Tips To Cover Your Assets With Life Insurance

Life is full of events—planned and unplanned, good and bad—that can have a major impact on our lives, financial plans and budget. Few events, though, will have more of an impact on a family than the death of a loved one. I cannot tell you how many people I have written life policies for that initiated them because they know someone who lost a loved one who was uninsured and now the survivor is scrambling to cover funeral expenses while trying to figure out how they will survive without the deceased’s income and presence. Not only is there an immeasurable emotional toll, but the financial impact can also be just as devastating. That’s why it’s so important to cover your assets. (For related reading, see: 5 Ways to Make Sure You’re Not Over-Insured.)

How to Protect Yourself
One of the most effective ways to cover your assets (family and finances) is to acquire the right type and amount of life insurance. Many of us don’t like to think or talk about death. Let’s face it … it is an uncomfortable topic so we sweep it under the rug or put off that sort of planning. Discussing mortality isn’t pleasant, but it is one the most important aspects of financial planning and shouldn’t go unexamined.

Approximately 35% of American families are headed by a single parent and 72% of black families are single-parent families. I am included in those statistics. I have custody of my daughters, so what if I passed away? How would my family continue to maintain and survive without me? Married couples and significant others share a similar dilemma. Let’s take a look at the different types of life insurance and how having it can help us during one of life’s most emotional times.

The easiest and most cost effective type life insurance to acquire is group insurance that is provided by an employer’s benefits package. Typically, it costs a few dollars per pay period and is a multiplier of one’s annual salary or income. For example, if I made $50,000 a year, I could elect coverage at my salary or pay incrementally more for twice or three times my salary. The downside to group insurance is that it goes away when we leave our employer. Some group policies are transferable when we separate from an employer, but it becomes at a much higher cost because it is then based on one’s individual age and health status.

Another form of protection is individual term life insurance, which is probably the most practical and cost-effective way to acquire life insurance. Term insurance is purchased to cover us over a certain period of time, for example for 10, 20 or 30 years. With term insurance, the cost, or premium, is based on one’s age and health status, but in most cases it can easily fit into your budget. The younger you are, the cheaper all life insurance is to buy, especially a term policy. So, if you are in your mid-20s to early 30s and don’t currently have a term policy, then this should be high on your list of priorities.

Whole or Permanent Life Insurance
Another form of life insurance is whole or permanent life. These policies are much more costly, especially if you look into getting a policy when you are older, but this type of policy is meant to cover you for your entire life. An added bonus is they have built- in living benefits, such as cash value. As you pay your premiums, equity builds up within the policy, similar to equity building in a home as you make your mortgage payments. So you are able to tap into the cash value for emergencies or as needs arise—similar to a line of credit—as a living benefit.

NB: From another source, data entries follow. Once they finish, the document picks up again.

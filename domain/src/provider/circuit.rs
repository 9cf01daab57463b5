//! Per-provider circuit breaker state machine.
//!
//! The breaker counts consecutive failures inside a rolling window. Once
//! the threshold is reached the circuit *opens* and the provider is skipped.
//! When the cooldown has elapsed the circuit goes *half-open* and hands out
//! exactly one probe permit: a successful probe closes the circuit, a failed
//! one re-opens it.
//!
//! ```text
//!            failures >= threshold
//!   Closed ─────────────────────────▶ Open
//!     ▲                                 │ cooldown elapsed
//!     │ probe ok                        ▼
//!     └──────────────────────────── HalfOpen ── probe failed ──▶ Open
//! ```
//!
//! All methods take an explicit `now` so the state machine is deterministic
//! under test; the application layer supplies `Instant::now()`.

use serde::{Deserialize, Serialize};
use std::time::{Duration, Instant};

/// Circuit breaker state for a single provider.
#[derive(Debug, Clone, Copy, PartialEq, Eq, Serialize, Deserialize)]
#[serde(rename_all = "snake_case")]
pub enum CircuitState {
    /// Healthy — requests allowed.
    Closed,
    /// Tripped — requests blocked until cooldown expires.
    Open,
    /// Cooldown expired — one probe request allowed.
    HalfOpen,
}

impl CircuitState {
    pub fn as_str(&self) -> &'static str {
        match self {
            CircuitState::Closed => "closed",
            CircuitState::Open => "open",
            CircuitState::HalfOpen => "half-open",
        }
    }
}

impl std::fmt::Display for CircuitState {
    fn fmt(&self, f: &mut std::fmt::Formatter<'_>) -> std::fmt::Result {
        write!(f, "{}", self.as_str())
    }
}

/// What happens to the cooldown when a half-open probe fails.
#[derive(Debug, Clone, Copy, PartialEq, Eq, Default)]
pub enum ProbeFailurePolicy {
    /// Re-open with the base cooldown.
    #[default]
    ResetCooldown,
    /// Multiply the previous cooldown by `factor`, capped at `max`.
    Exponential { factor: u32, max: Duration },
}

/// Thresholds shared by every breaker in a registry.
#[derive(Debug, Clone, Copy, PartialEq, Eq)]
pub struct CircuitPolicy {
    /// Consecutive failures before the circuit opens.
    pub failure_threshold: u32,
    /// Failures further apart than this do not count as one streak.
    pub failure_window: Duration,
    /// Time spent open before a probe is allowed.
    pub cooldown: Duration,
    pub probe_failure: ProbeFailurePolicy,
}

impl Default for CircuitPolicy {
    fn default() -> Self {
        Self {
            failure_threshold: 5,
            failure_window: Duration::from_secs(60),
            cooldown: Duration::from_secs(30),
            probe_failure: ProbeFailurePolicy::ResetCooldown,
        }
    }
}

/// Permission to call a provider.
#[derive(Debug, Clone, Copy, PartialEq, Eq)]
pub enum CircuitPermit {
    /// Circuit closed: normal call.
    Normal,
    /// Circuit half-open: this call is the single trial request.
    Probe,
}

/// Circuit breaker for one provider.
#[derive(Debug, Clone)]
pub struct CircuitBreaker {
    policy: CircuitPolicy,
    state: CircuitState,
    consecutive_failures: u32,
    streak_started: Option<Instant>,
    last_failure: Option<Instant>,
    opened_at: Option<Instant>,
    cooldown: Duration,
    probe_issued_at: Option<Instant>,
    trips: u32,
}

impl CircuitBreaker {
    pub fn new(policy: CircuitPolicy) -> Self {
        Self {
            policy,
            state: CircuitState::Closed,
            consecutive_failures: 0,
            streak_started: None,
            last_failure: None,
            opened_at: None,
            cooldown: policy.cooldown,
            probe_issued_at: None,
            trips: 0,
        }
    }

    /// Observed state at `now`, without consuming a probe.
    pub fn state_at(&self, now: Instant) -> CircuitState {
        match self.state {
            CircuitState::Open if self.cooldown_elapsed(now) => CircuitState::HalfOpen,
            state => state,
        }
    }

    /// Whether a call at `now` would be permitted.
    pub fn is_available(&self, now: Instant) -> bool {
        match self.state_at(now) {
            CircuitState::Closed => true,
            CircuitState::Open => false,
            CircuitState::HalfOpen => !self.probe_outstanding(now),
        }
    }

    /// Ask for permission to call the provider.
    ///
    /// In half-open state only one caller receives [`CircuitPermit::Probe`];
    /// everyone else is refused until that probe reports back. A probe that
    /// never reports (its request was cancelled) is considered abandoned
    /// after one cooldown and a new one is handed out.
    pub fn try_acquire(&mut self, now: Instant) -> Option<CircuitPermit> {
        match self.state {
            CircuitState::Closed => Some(CircuitPermit::Normal),
            CircuitState::Open => {
                if !self.cooldown_elapsed(now) {
                    return None;
                }
                self.state = CircuitState::HalfOpen;
                self.probe_issued_at = Some(now);
                Some(CircuitPermit::Probe)
            }
            CircuitState::HalfOpen => {
                if self.probe_outstanding(now) {
                    return None;
                }
                self.probe_issued_at = Some(now);
                Some(CircuitPermit::Probe)
            }
        }
    }

    /// Record a success: the circuit closes and the streak resets.
    pub fn record_success(&mut self) {
        self.state = CircuitState::Closed;
        self.consecutive_failures = 0;
        self.streak_started = None;
        self.opened_at = None;
        self.probe_issued_at = None;
        self.cooldown = self.policy.cooldown;
    }

    /// Record a failure; returns the state after the failure.
    pub fn record_failure(&mut self, now: Instant) -> CircuitState {
        self.last_failure = Some(now);
        match self.state {
            CircuitState::HalfOpen => {
                self.cooldown = match self.policy.probe_failure {
                    ProbeFailurePolicy::ResetCooldown => self.policy.cooldown,
                    ProbeFailurePolicy::Exponential { factor, max } => {
                        self.cooldown.saturating_mul(factor.max(1)).min(max)
                    }
                };
                self.consecutive_failures = self.consecutive_failures.saturating_add(1);
                self.open(now);
            }
            // Late failures from calls admitted before the trip.
            CircuitState::Open => {}
            CircuitState::Closed => {
                let streak_expired = self
                    .streak_started
                    .is_some_and(|start| now.saturating_duration_since(start) > self.policy.failure_window);
                if streak_expired || self.streak_started.is_none() {
                    self.streak_started = Some(now);
                    self.consecutive_failures = 0;
                }
                self.consecutive_failures = self.consecutive_failures.saturating_add(1);
                if self.consecutive_failures >= self.policy.failure_threshold {
                    self.cooldown = self.policy.cooldown;
                    self.open(now);
                }
            }
        }
        self.state
    }

    pub fn consecutive_failures(&self) -> u32 {
        self.consecutive_failures
    }

    pub fn last_failure(&self) -> Option<Instant> {
        self.last_failure
    }

    /// Number of times this circuit has opened.
    pub fn trips(&self) -> u32 {
        self.trips
    }

    /// Cooldown that applies to the current (or next) open period.
    pub fn current_cooldown(&self) -> Duration {
        self.cooldown
    }

    fn open(&mut self, now: Instant) {
        self.state = CircuitState::Open;
        self.opened_at = Some(now);
        self.probe_issued_at = None;
        self.trips = self.trips.saturating_add(1);
    }

    fn cooldown_elapsed(&self, now: Instant) -> bool {
        self.opened_at
            .is_none_or(|opened| now.saturating_duration_since(opened) >= self.cooldown)
    }

    fn probe_outstanding(&self, now: Instant) -> bool {
        self.probe_issued_at
            .is_some_and(|issued| now.saturating_duration_since(issued) < self.cooldown)
    }
}

impl Default for CircuitBreaker {
    fn default() -> Self {
        Self::new(CircuitPolicy::default())
    }
}
//! Task classification and per-task provider quotas

use super::error::DomainError;
use serde::{Deserialize, Serialize};

/// Classification of an incoming request.
///
/// The task type decides how many providers must answer before a consensus
/// is considered at all, and feeds directly into risk assessment.
#[derive(Debug, Clone, Copy, PartialEq, Eq, Hash, Default, Serialize, Deserialize)]
#[serde(rename_all = "lowercase")]
pub enum TaskType {
    /// Everyday technical questions
    #[default]
    Basic,
    /// Deeper analysis that warrants more opinions
    Premium,
    /// Decisions with operational impact; never auto-approved
    Critical,
}

impl TaskType {
    pub fn as_str(&self) -> &'static str {
        match self {
            TaskType::Basic => "basic",
            TaskType::Premium => "premium",
            TaskType::Critical => "critical",
        }
    }

    pub fn all() -> &'static [TaskType] {
        &[TaskType::Basic, TaskType::Premium, TaskType::Critical]
    }
}

impl std::fmt::Display for TaskType {
    fn fmt(&self, f: &mut std::fmt::Formatter<'_>) -> std::fmt::Result {
        write!(f, "{}", self.as_str())
    }
}

impl std::str::FromStr for TaskType {
    type Err = DomainError;

    fn from_str(s: &str) -> Result<Self, Self::Err> {
        match s.trim().to_lowercase().as_str() {
            "basic" => Ok(TaskType::Basic),
            "premium" => Ok(TaskType::Premium),
            "critical" => Ok(TaskType::Critical),
            other => Err(DomainError::InvalidTaskType(other.to_string())),
        }
    }
}

/// A provider count that is either fixed or "every configured provider".
#[derive(Debug, Clone, Copy, PartialEq, Eq)]
pub enum ProviderQuota {
    Count(usize),
    All,
}

impl ProviderQuota {
    /// Resolve the quota against the number of configured providers.
    pub fn resolve(&self, configured: usize) -> usize {
        match self {
            ProviderQuota::Count(n) => *n,
            ProviderQuota::All => configured,
        }
    }
}

impl std::fmt::Display for ProviderQuota {
    fn fmt(&self, f: &mut std::fmt::Formatter<'_>) -> std::fmt::Result {
        match self {
            ProviderQuota::Count(n) => write!(f, "{}", n),
            ProviderQuota::All => write!(f, "all"),
        }
    }
}

impl std::str::FromStr for ProviderQuota {
    type Err = DomainError;

    fn from_str(s: &str) -> Result<Self, Self::Err> {
        let s = s.trim();
        if s.eq_ignore_ascii_case("all") {
            return Ok(ProviderQuota::All);
        }
        s.parse::<usize>()
            .map(ProviderQuota::Count)
            .map_err(|_| DomainError::invalid_value("provider quota", s))
    }
}

/// How many providers a task type needs.
#[derive(Debug, Clone, Copy, PartialEq, Eq)]
pub struct TaskProfile {
    /// Successful responses required before synthesis is attempted
    pub min_providers: ProviderQuota,
    /// Providers dispatched in the first round
    pub initial_fanout: ProviderQuota,
}

impl TaskProfile {
    pub fn new(min_providers: ProviderQuota, initial_fanout: ProviderQuota) -> Self {
        Self {
            min_providers,
            initial_fanout,
        }
    }

    /// Required successful responses, given `configured` providers.
    pub fn required(&self, configured: usize) -> usize {
        self.min_providers.resolve(configured)
    }

    /// First-round fan-out; never below the minimum.
    pub fn fanout(&self, configured: usize) -> usize {
        self.initial_fanout
            .resolve(configured)
            .max(self.required(configured))
    }
}

/// Task profiles for every task type.
#[derive(Debug, Clone, Copy, PartialEq, Eq)]
pub struct TaskProfiles {
    pub basic: TaskProfile,
    pub premium: TaskProfile,
    pub critical: TaskProfile,
}

impl TaskProfiles {
    pub fn for_task(&self, task_type: TaskType) -> &TaskProfile {
        match task_type {
            TaskType::Basic => &self.basic,
            TaskType::Premium => &self.premium,
            TaskType::Critical => &self.critical,
        }
    }
}

impl Default for TaskProfiles {
    fn default() -> Self {
        Self {
            basic: TaskProfile::new(ProviderQuota::Count(2), ProviderQuota::Count(3)),
            premium: TaskProfile::new(ProviderQuota::Count(4), ProviderQuota::Count(4)),
            critical: TaskProfile::new(ProviderQuota::All, ProviderQuota::All),
        }
    }
}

Ideally, I suggest having both a whole life and term policy concurrently when you are younger and have a young family. You would employ a larger amount to cover things like future college costs, income replacement for a surviving spouse or significant other and possibly pay-off a mortgage. To complement the term policy, you could have a smaller $50,000 to $100,000 whole life policy. This is beneficial because the whole life policy is still yours 40 years later; it’s there to cover one’s final expenses. By then, the kids are grown and gone, home is paid for and you have savings accumulated for the survivors.

We spend our entire working lives earning and saving money, investing for different goals and hope to leave a legacy for our children. One of the worst things we can do is to risk losing our hard work by not insuring or under-insuring ourselves, leaving our families behind to struggle financially on top of the emotional scars. You want to make sure you are protecting your loved ones sufficiently by covering your assets.